The ambiguity of humor also allows people to express hostility without taking responsibility. "Just kidding," they'll say, after delivering a punch line that feels more like a sucker punch. Often the very same comments can seem either supportive or undermining, affiliative or hostile, depending on the context and the dynamic. "Where you draw the line between healthy and unhealthy uses is very unclear," says Martin.
The difference is not just in what the speaker means to say, but in how the listener takes it, argues Bippus. Good intentions aren't necessarily enough to take the sting out of a mistimed joke—the listener has to give the joker credit for good intentions.

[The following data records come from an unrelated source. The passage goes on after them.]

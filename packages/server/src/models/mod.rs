pub mod auth;
pub mod comment;
pub mod form;
pub mod post;
pub mod shared;
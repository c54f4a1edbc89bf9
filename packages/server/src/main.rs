use std::sync::Arc;

use common::FilesystemMediaStore;
use tracing::info;
use tracing_subscriber::EnvFilter;

use yatube::cache::PageCache;
use yatube::config::AppConfig;
use yatube::state::AppState;

#[tokio::main]
async fn main() -> anyhow::Result<()> {
    tracing_subscriber::fmt()
        .with_env_filter(
            EnvFilter::try_from_default_env().unwrap_or_else(|_| EnvFilter::new("info")),
        )
        .init();

    let config = AppConfig::load()?;

    let db = yatube::database::init_db(&config.database.url).await?;
    yatube::seed::seed_groups(&db, &config.groups).await?;
    yatube::seed::ensure_indexes(&db).await?;

    let media =
        FilesystemMediaStore::new(config.media.root.clone(), config.media.max_upload_size).await?;
    info!("Serving media from {}", config.media.root.display());

    let addr = format!("{}:{}", config.server.host, config.server.port);
    let state = AppState {
        db,
        media: Arc::new(media),
        cache: PageCache::from_config(&config.cache),
        config,
    };

    let app = yatube::build_router(state);

    let listener = tokio::net::TcpListener::bind(&addr).await?;
    info!("Yatube listening on http://{}", listener.local_addr()?);
    axum::serve(listener, app).await?;

    Ok(())
}
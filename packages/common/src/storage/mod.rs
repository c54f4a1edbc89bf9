mod error;
mod traits;

pub mod filesystem;
pub mod name;

pub use error::StorageError;
pub use filesystem::FilesystemMediaStore;
pub use traits::MediaStore;
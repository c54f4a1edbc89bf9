use anyhow::{Context, Result};
use chrono::{Duration, Utc};
use jsonwebtoken::{DecodingKey, EncodingKey, Header, Validation, decode, encode};
use serde::{Deserialize, Serialize};

/// JWT Claims structure.
#[derive(Debug, Serialize, Deserialize)]
pub struct Claims {
    pub sub: String, // Username
    pub uid: i32,    // User ID
    pub exp: usize,  // Expiration timestamp
}

/// Sign a login token for a user.
pub fn sign(user_id: i32, username: &str, secret: &str, ttl_hours: i64) -> Result<String> {
    let expiration = Utc::now()
        .checked_add_signed(Duration::hours(ttl_hours))
        .context("token expiry out of range")?
        .timestamp();

    let claims = Claims {
        sub: username.to_owned(),
        uid: user_id,
        exp: expiration as usize,
    };

    let token = encode(
        &Header::default(),
        &claims,
        &EncodingKey::from_secret(secret.as_bytes()),
    )?;

    Ok(token)
}

/// Verify and decode a login token.
pub fn verify(token: &str, secret: &str) -> Result<Claims> {
    let token_data = decode::<Claims>(
        token,
        &DecodingKey::from_secret(secret.as_bytes()),
        &Validation::default(),
    )?;
    Ok(token_data.claims)
}
use sea_orm::{ColumnTrait, EntityTrait, PaginatorTrait, QueryFilter};

use crate::common::{SMALL_GIF, TestApp, routes};
use yatube::entity::{comment, post, user};

#[tokio::test]
async fn create_post_saves_and_redirects_to_profile() {
    let app = TestApp::spawn().await;
    let author = app.create_user("auth").await;
    let group = app.create_group("Test group", "test-slug").await;

    let res = app
        .post_multipart(routes::CREATE, "Test text", Some(group.id), None, Some(&author.token))
        .await;

    assert_eq!(res.status, 302, "{}", res.text);
    assert_eq!(res.location, Some(routes::profile(&author.username)));

    let saved = post::Entity::find()
        .filter(post::Column::Text.eq("Test text"))
        .one(&app.db)
        .await
        .unwrap()
        .expect("post should be saved");
    assert_eq!(saved.author_id, author.id);
    assert_eq!(saved.group_id, Some(group.id));
    assert_eq!(saved.image, None);
}

#[tokio::test]
async fn create_post_with_image_stores_file() {
    let app = TestApp::spawn().await;
    let author = app.create_user("auth").await;

    let res = app
        .post_multipart(
            routes::CREATE,
            "Post with picture",
            None,
            Some(("small.gif", SMALL_GIF)),
            Some(&author.token),
        )
        .await;
    assert_eq!(res.status, 302, "{}", res.text);

    let saved = post::Entity::find()
        .filter(post::Column::Text.eq("Post with picture"))
        .one(&app.db)
        .await
        .unwrap()
        .expect("post should be saved");
    assert_eq!(saved.image.as_deref(), Some("posts/small.gif"));
    assert!(app.media.path().join("posts/small.gif").exists());

    let res = app.get("/media/posts/small.gif", None).await;
    assert_eq!(res.status, 200);

    let res = app.get_json(&routes::post(saved.id), None).await;
    assert_eq!(res.context()["post"]["image"], "posts/small.gif");
}

#[tokio::test]
async fn same_image_name_gets_an_alternative() {
    let app = TestApp::spawn().await;
    let author = app.create_user("auth").await;

    for text in ["First", "Second"] {
        let res = app
            .post_multipart(
                routes::CREATE,
                text,
                None,
                Some(("small.gif", SMALL_GIF)),
                Some(&author.token),
            )
            .await;
        assert_eq!(res.status, 302);
    }

    let second = post::Entity::find()
        .filter(post::Column::Text.eq("Second"))
        .one(&app.db)
        .await
        .unwrap()
        .unwrap();
    let name = second.image.unwrap();
    assert_ne!(name, "posts/small.gif");
    assert!(name.starts_with("posts/small_") && name.ends_with(".gif"), "{name}");
}

#[tokio::test]
async fn invalid_post_form_is_rendered_again() {
    let app = TestApp::spawn().await;
    let author = app.create_user("auth").await;

    let res = app
        .post_multipart(routes::CREATE, "   ", None, None, Some(&author.token))
        .await;
    assert_eq!(res.status, 200);
    assert_eq!(res.template.as_deref(), Some("posts/create_post.html"));

    let res = app
        .post_multipart(
            routes::CREATE,
            "Not an image",
            None,
            Some(("small.gif", b"plain text".as_slice())),
            Some(&author.token),
        )
        .await;
    assert_eq!(res.status, 200);

    let count = post::Entity::find().count(&app.db).await.unwrap();
    assert_eq!(count, 0);
}

#[tokio::test]
async fn anonymous_create_is_rejected() {
    let app = TestApp::spawn().await;

    let res = app
        .post_multipart(routes::CREATE, "Sneaky", None, None, None)
        .await;

    assert_eq!(res.status, 302);
    assert_eq!(res.location, Some(routes::login_next(routes::CREATE)));
    assert_eq!(post::Entity::find().count(&app.db).await.unwrap(), 0);
}

#[tokio::test]
async fn author_can_edit_post() {
    let app = TestApp::spawn().await;
    let author = app.create_user("auth").await;
    let group = app.create_group("Test group", "test-slug").await;
    let post = app.create_post(&author, "Original", None).await;

    let res = app
        .post_multipart(
            &routes::post_edit(post.id),
            "Edited",
            Some(group.id),
            None,
            Some(&author.token),
        )
        .await;

    assert_eq!(res.status, 302, "{}", res.text);
    assert_eq!(res.location, Some(routes::post(post.id)));

    let edited = post::Entity::find_by_id(post.id)
        .one(&app.db)
        .await
        .unwrap()
        .unwrap();
    assert_eq!(edited.text, "Edited");
    assert_eq!(edited.group_id, Some(group.id));
}

#[tokio::test]
async fn non_author_cannot_edit_post() {
    let app = TestApp::spawn().await;
    let author = app.create_user("auth").await;
    let other = app.create_user("other").await;
    let post = app.create_post(&author, "Original", None).await;

    let res = app
        .post_multipart(&routes::post_edit(post.id), "Hijacked", None, None, Some(&other.token))
        .await;

    assert_eq!(res.status, 302);
    assert_eq!(res.location, Some(routes::post(post.id)));
    let unchanged = post::Entity::find_by_id(post.id)
        .one(&app.db)
        .await
        .unwrap()
        .unwrap();
    assert_eq!(unchanged.text, "Original");
}

#[tokio::test]
async fn logged_in_user_can_comment() {
    let app = TestApp::spawn().await;
    let author = app.create_user("auth").await;
    let reader = app.create_user("reader").await;
    let post = app.create_post(&author, "Discuss me", None).await;

    let res = app
        .post_form(&routes::comment(post.id), &[("text", "Nice post")], Some(&reader.token))
        .await;

    assert_eq!(res.status, 302);
    assert_eq!(res.location, Some(routes::post(post.id)));

    let comments = comment::Entity::find()
        .filter(comment::Column::PostId.eq(post.id))
        .all(&app.db)
        .await
        .unwrap();
    assert_eq!(comments.len(), 1);
    assert_eq!(comments[0].author_id, reader.id);

    let res = app.get_json(&routes::post(post.id), None).await;
    assert_eq!(res.context()["comments"][0]["text"], "Nice post");
    assert_eq!(res.context()["comments"][0]["author"]["username"], "reader");
}

#[tokio::test]
async fn anonymous_or_blank_comments_are_not_saved() {
    let app = TestApp::spawn().await;
    let author = app.create_user("auth").await;
    let post = app.create_post(&author, "Discuss me", None).await;

    let res = app
        .post_form(&routes::comment(post.id), &[("text", "Anonymous")], None)
        .await;
    assert_eq!(res.status, 302);
    assert_eq!(res.location, Some(routes::login_next(&routes::comment(post.id))));

    let res = app
        .post_form(&routes::comment(post.id), &[("text", "  ")], Some(&author.token))
        .await;
    assert_eq!(res.status, 302);
    assert_eq!(res.location, Some(routes::post(post.id)));

    assert_eq!(comment::Entity::find().count(&app.db).await.unwrap(), 0);
}

#[tokio::test]
async fn author_can_delete_post_with_comments() {
    let app = TestApp::spawn().await;
    let author = app.create_user("auth").await;
    let other = app.create_user("other").await;
    let post = app.create_post(&author, "Short-lived", None).await;
    app.post_form(&routes::comment(post.id), &[("text", "First!")], Some(&other.token))
        .await;

    let res = app
        .post_form(&routes::post_delete(post.id), &[], Some(&other.token))
        .await;
    assert_eq!(res.location, Some(routes::post(post.id)));
    assert!(post::Entity::find_by_id(post.id).one(&app.db).await.unwrap().is_some());

    let res = app
        .post_form(&routes::post_delete(post.id), &[], Some(&author.token))
        .await;
    assert_eq!(res.status, 302);
    assert_eq!(res.location, Some(routes::profile(&author.username)));
    assert!(post::Entity::find_by_id(post.id).one(&app.db).await.unwrap().is_none());
    assert_eq!(comment::Entity::find().count(&app.db).await.unwrap(), 0);
}

#[tokio::test]
async fn editing_image_replaces_old_file() {
    let app = TestApp::spawn().await;
    let author = app.create_user("auth").await;

    app.post_multipart(
        routes::CREATE,
        "Picture post",
        None,
        Some(("first.gif", SMALL_GIF)),
        Some(&author.token),
    )
    .await;
    let post = post::Entity::find()
        .filter(post::Column::Text.eq("Picture post"))
        .one(&app.db)
        .await
        .unwrap()
        .unwrap();
    assert!(app.media.path().join("posts/first.gif").exists());

    let res = app
        .post_multipart(
            &routes::post_edit(post.id),
            "Picture post",
            None,
            Some(("second.gif", SMALL_GIF)),
            Some(&author.token),
        )
        .await;
    assert_eq!(res.status, 302, "{}", res.text);

    let edited = post::Entity::find_by_id(post.id)
        .one(&app.db)
        .await
        .unwrap()
        .unwrap();
    assert_eq!(edited.image.as_deref(), Some("posts/second.gif"));
    assert!(app.media.path().join("posts/second.gif").exists());
    assert!(!app.media.path().join("posts/first.gif").exists());
}

#[tokio::test]
async fn editing_without_image_keeps_old_file() {
    let app = TestApp::spawn().await;
    let author = app.create_user("auth").await;

    app.post_multipart(
        routes::CREATE,
        "Picture post",
        None,
        Some(("small.gif", SMALL_GIF)),
        Some(&author.token),
    )
    .await;
    let post = post::Entity::find()
        .filter(post::Column::Text.eq("Picture post"))
        .one(&app.db)
        .await
        .unwrap()
        .unwrap();

    let res = app
        .post_multipart(&routes::post_edit(post.id), "New text", None, None, Some(&author.token))
        .await;
    assert_eq!(res.status, 302, "{}", res.text);

    let edited = post::Entity::find_by_id(post.id)
        .one(&app.db)
        .await
        .unwrap()
        .unwrap();
    assert_eq!(edited.image.as_deref(), Some("posts/small.gif"));
    assert!(app.media.path().join("posts/small.gif").exists());
}

#[tokio::test]
async fn deleting_post_removes_its_image() {
    let app = TestApp::spawn().await;
    let author = app.create_user("auth").await;

    app.post_multipart(
        routes::CREATE,
        "Picture post",
        None,
        Some(("small.gif", SMALL_GIF)),
        Some(&author.token),
    )
    .await;
    let post = post::Entity::find()
        .filter(post::Column::Text.eq("Picture post"))
        .one(&app.db)
        .await
        .unwrap()
        .unwrap();
    assert!(app.media.path().join("posts/small.gif").exists());

    let res = app
        .post_form(&routes::post_delete(post.id), &[], Some(&author.token))
        .await;
    assert_eq!(res.status, 302);

    assert!(post::Entity::find_by_id(post.id).one(&app.db).await.unwrap().is_none());
    assert!(!app.media.path().join("posts/small.gif").exists());
    assert_eq!(app.get("/media/posts/small.gif", None).await.status, 404);
}

#[tokio::test]
async fn overlong_image_name_is_shortened() {
    let app = TestApp::spawn().await;
    let author = app.create_user("auth").await;
    let filename = format!("{}.gif", "a".repeat(300));

    let res = app
        .post_multipart(
            routes::CREATE,
            "Long name",
            None,
            Some((filename.as_str(), SMALL_GIF)),
            Some(&author.token),
        )
        .await;
    assert_eq!(res.status, 302, "{}", res.text);

    let saved = post::Entity::find()
        .filter(post::Column::Text.eq("Long name"))
        .one(&app.db)
        .await
        .unwrap()
        .unwrap();
    let name = saved.image.unwrap();
    assert!(name.starts_with("posts/aaa") && name.ends_with(".gif"), "{name}");
    assert!(app.media.path().join(&name).exists());
}

#[tokio::test]
async fn failed_insert_leaves_no_stored_image() {
    let app = TestApp::spawn().await;
    let author = app.create_user("auth").await;
    // The session outlives the account, so the insert hits a missing author.
    user::Entity::delete_by_id(author.id)
        .exec(&app.db)
        .await
        .unwrap();

    let res = app
        .post_multipart(
            routes::CREATE,
            "Orphan",
            None,
            Some(("small.gif", SMALL_GIF)),
            Some(&author.token),
        )
        .await;

    assert_eq!(res.status, 500);
    assert_eq!(post::Entity::find().count(&app.db).await.unwrap(), 0);
    assert!(!app.media.path().join("posts/small.gif").exists());
}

Suppose you're getting dressed to go out and your boyfriend says, "You're wearing that? I'd better bring my sunglasses!" You might take the comment as a light-hearted warning or as an expression of hostility, says Bippus. If the comment is hostile, it may be a signal that he wants to control your wardrobe—or even worse, control you. In that case, you won't think he's very funny. But, says Bippus, "if you think that the person has a helpful motive for using humor, that he's using it for your sake and not for his"—to save you from public embarrassment, say—"you're liable to give him the benefit of the doubt."
When Bippus videotaped 50 couples discussing a conflict and asked them to identify when they and their partner used humor during the discussion, she found that humor seemed to be helpful: The more the partners noticed it—and the funnier they found it—the more progress they felt they had made with the conflict. This seems to support the Roger Rabbit Effect. However, Bippus cautions, it's hard to tease apart cause and effect. Perhaps wagwits really are happier lovers. But it's also possible that happy relationships put people in a laughing mood. If you get along with your partner, you'll be less likely to take offense when she teases you about losing your keys for the third time this week.
He-Said, She-Said
It may start to sound like the same old he-said, she-said story, but gender differences in humor aren't as predictable as they might seem. In Bippus' study, for example, the men on average perceived more humor in the couples' conversations, but the women produced more humor, contradicting the stereotype that men are the funnier sex.
Nonetheless, a few themes emerge. Many women tend to use humor as a way of enhancing the relationship, says Martin, while men may use it to enhance their own persona. At a family dinner, for example, a woman may retell a story of a comic moment they all shared last Thanksgiving. A man might be more likely to treat the guests as his audience and play for laughs. Along these lines, Mary Crawford, a professor of psychology and women's studies at the University of Connecticut, found that men liked jokes and slapstick better than women, while women tended to find more humor in collaborative storytelling.
"Sometimes the way guys express closeness to other guys is through humor that puts people down. When they try to use the same kind of humor with the women in their lives, it doesn't come across the same way," says Markman.
So, are women from the Oxygen Network and men from Comedy Central? Probably not, says Crawford—the differences are less about testosterone and more about context. After all, men still tend to have higher status in our society, and many studies have shown that people with power use humor differently than do their underlings. "You could say it's a way men talk, but it may be a way that higher-status people talk," says Crawford. When the boss cracks a joke, everybody chuckles; when his assistant wants to make a suggestion or offer criticism, she tempers it with self-deprecating humor.
As anyone who's worked with a jokester boss can attest, humor is very much in the eye of the beholder, and what's intended as a witty remark may fall miserably flat or even seem cruel in the context of a difficult or imbalanced relationship. That's true in romantic relationships too, agree psychologists: Trouble with humor is more likely to be a symptom than a cause of difficulty. It's all about, well, timing. If your significant other can't take a joke, take a good look at your own motives for making it. Were you really trying to be helpful? Perhaps this isn't the right moment—or the right topic—for humor.
Still, says Bippus, humor is an important and very flexible communication strategy, so don't shy away from it. It's also a big part of what makes us human. "Once, when my sister put on gorilla socks, the dog attacked her feet," says Bippus. "A person would have laughed instead. We can see incongruity as something other than threatening."
When it's used well, humor helps us to put ourselves in perspective, to see past our fears and sorrows and to reach out to the people we love with a light touch instead of a heavy hand. Maybe Jessica Rabbit had the right idea after all.